= Beginning of Section =

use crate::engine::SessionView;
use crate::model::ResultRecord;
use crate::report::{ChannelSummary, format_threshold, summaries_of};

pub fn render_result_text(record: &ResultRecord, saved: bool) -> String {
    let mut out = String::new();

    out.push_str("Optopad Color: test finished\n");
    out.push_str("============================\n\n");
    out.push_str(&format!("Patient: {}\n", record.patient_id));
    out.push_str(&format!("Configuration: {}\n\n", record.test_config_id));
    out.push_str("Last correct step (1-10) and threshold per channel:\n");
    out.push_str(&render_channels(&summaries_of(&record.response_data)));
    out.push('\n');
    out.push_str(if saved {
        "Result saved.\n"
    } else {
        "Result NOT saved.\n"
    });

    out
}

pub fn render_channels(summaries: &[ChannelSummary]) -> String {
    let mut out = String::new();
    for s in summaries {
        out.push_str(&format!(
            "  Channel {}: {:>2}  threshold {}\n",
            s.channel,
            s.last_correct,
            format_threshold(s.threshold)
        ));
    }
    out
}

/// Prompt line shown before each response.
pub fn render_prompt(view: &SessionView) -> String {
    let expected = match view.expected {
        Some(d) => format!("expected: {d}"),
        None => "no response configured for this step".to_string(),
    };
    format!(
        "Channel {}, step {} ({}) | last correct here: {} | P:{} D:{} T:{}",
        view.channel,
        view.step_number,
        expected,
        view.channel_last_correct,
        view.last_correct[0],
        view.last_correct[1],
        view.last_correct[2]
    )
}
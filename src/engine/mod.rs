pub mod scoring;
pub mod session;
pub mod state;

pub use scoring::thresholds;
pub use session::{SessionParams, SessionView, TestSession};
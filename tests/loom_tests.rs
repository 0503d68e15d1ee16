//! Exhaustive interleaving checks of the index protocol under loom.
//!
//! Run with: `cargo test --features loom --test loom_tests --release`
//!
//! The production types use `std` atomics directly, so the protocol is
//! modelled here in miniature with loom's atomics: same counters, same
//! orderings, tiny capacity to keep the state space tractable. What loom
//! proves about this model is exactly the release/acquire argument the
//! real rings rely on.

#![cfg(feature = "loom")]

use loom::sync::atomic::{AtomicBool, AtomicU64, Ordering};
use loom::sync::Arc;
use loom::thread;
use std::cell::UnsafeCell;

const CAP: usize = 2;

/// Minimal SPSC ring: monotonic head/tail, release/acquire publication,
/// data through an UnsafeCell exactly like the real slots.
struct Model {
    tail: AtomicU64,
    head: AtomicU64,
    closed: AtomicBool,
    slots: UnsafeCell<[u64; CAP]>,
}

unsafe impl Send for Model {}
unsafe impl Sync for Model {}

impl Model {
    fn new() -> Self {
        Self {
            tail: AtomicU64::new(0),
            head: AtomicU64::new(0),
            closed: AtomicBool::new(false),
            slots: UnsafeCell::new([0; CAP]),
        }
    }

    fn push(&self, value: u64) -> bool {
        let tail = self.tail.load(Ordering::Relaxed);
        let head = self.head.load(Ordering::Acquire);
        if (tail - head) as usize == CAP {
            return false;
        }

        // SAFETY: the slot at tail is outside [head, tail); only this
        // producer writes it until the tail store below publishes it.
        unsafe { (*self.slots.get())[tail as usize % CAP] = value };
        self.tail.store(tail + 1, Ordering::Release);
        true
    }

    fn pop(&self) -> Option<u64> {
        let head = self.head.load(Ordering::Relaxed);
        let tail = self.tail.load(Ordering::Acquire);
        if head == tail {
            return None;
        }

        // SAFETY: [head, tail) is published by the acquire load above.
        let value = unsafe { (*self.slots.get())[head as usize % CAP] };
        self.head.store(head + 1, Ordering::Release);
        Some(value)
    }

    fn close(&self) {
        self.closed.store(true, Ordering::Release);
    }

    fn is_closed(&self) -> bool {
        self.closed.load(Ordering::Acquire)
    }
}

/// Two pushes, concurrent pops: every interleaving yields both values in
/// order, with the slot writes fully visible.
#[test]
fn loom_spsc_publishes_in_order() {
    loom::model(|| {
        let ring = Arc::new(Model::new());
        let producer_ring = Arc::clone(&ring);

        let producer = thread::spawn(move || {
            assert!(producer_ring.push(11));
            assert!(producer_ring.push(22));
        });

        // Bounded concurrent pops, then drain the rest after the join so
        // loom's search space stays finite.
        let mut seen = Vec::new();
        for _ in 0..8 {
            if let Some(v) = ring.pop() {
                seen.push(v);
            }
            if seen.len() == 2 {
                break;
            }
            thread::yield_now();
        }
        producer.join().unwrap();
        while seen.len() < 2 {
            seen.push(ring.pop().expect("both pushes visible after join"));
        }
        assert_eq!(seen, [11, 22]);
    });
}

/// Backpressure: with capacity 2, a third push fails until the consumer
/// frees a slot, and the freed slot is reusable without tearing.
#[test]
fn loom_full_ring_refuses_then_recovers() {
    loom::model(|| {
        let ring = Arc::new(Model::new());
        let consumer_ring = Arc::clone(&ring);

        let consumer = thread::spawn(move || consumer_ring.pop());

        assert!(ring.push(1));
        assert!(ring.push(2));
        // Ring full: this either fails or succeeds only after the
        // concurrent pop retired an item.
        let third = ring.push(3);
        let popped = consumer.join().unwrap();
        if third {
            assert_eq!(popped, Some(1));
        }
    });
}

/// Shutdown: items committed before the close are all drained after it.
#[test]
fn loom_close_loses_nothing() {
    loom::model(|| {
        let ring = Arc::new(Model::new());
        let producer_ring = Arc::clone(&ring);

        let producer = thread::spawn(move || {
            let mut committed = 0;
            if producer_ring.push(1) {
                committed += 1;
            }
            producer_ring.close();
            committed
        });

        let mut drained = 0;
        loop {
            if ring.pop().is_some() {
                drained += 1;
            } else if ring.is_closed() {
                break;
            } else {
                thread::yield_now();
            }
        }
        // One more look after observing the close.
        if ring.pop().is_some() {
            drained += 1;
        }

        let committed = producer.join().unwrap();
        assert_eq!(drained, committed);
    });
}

= End of Section =

What needs to be done
Which lines of the records contain the word "here"? Copy each of them.

Response to the exercise
        "Channel {}, step {} ({}) | last correct here: {} | P:{} D:{} T:{}",
//! modelled here in miniature with loom's atomics: same counters, same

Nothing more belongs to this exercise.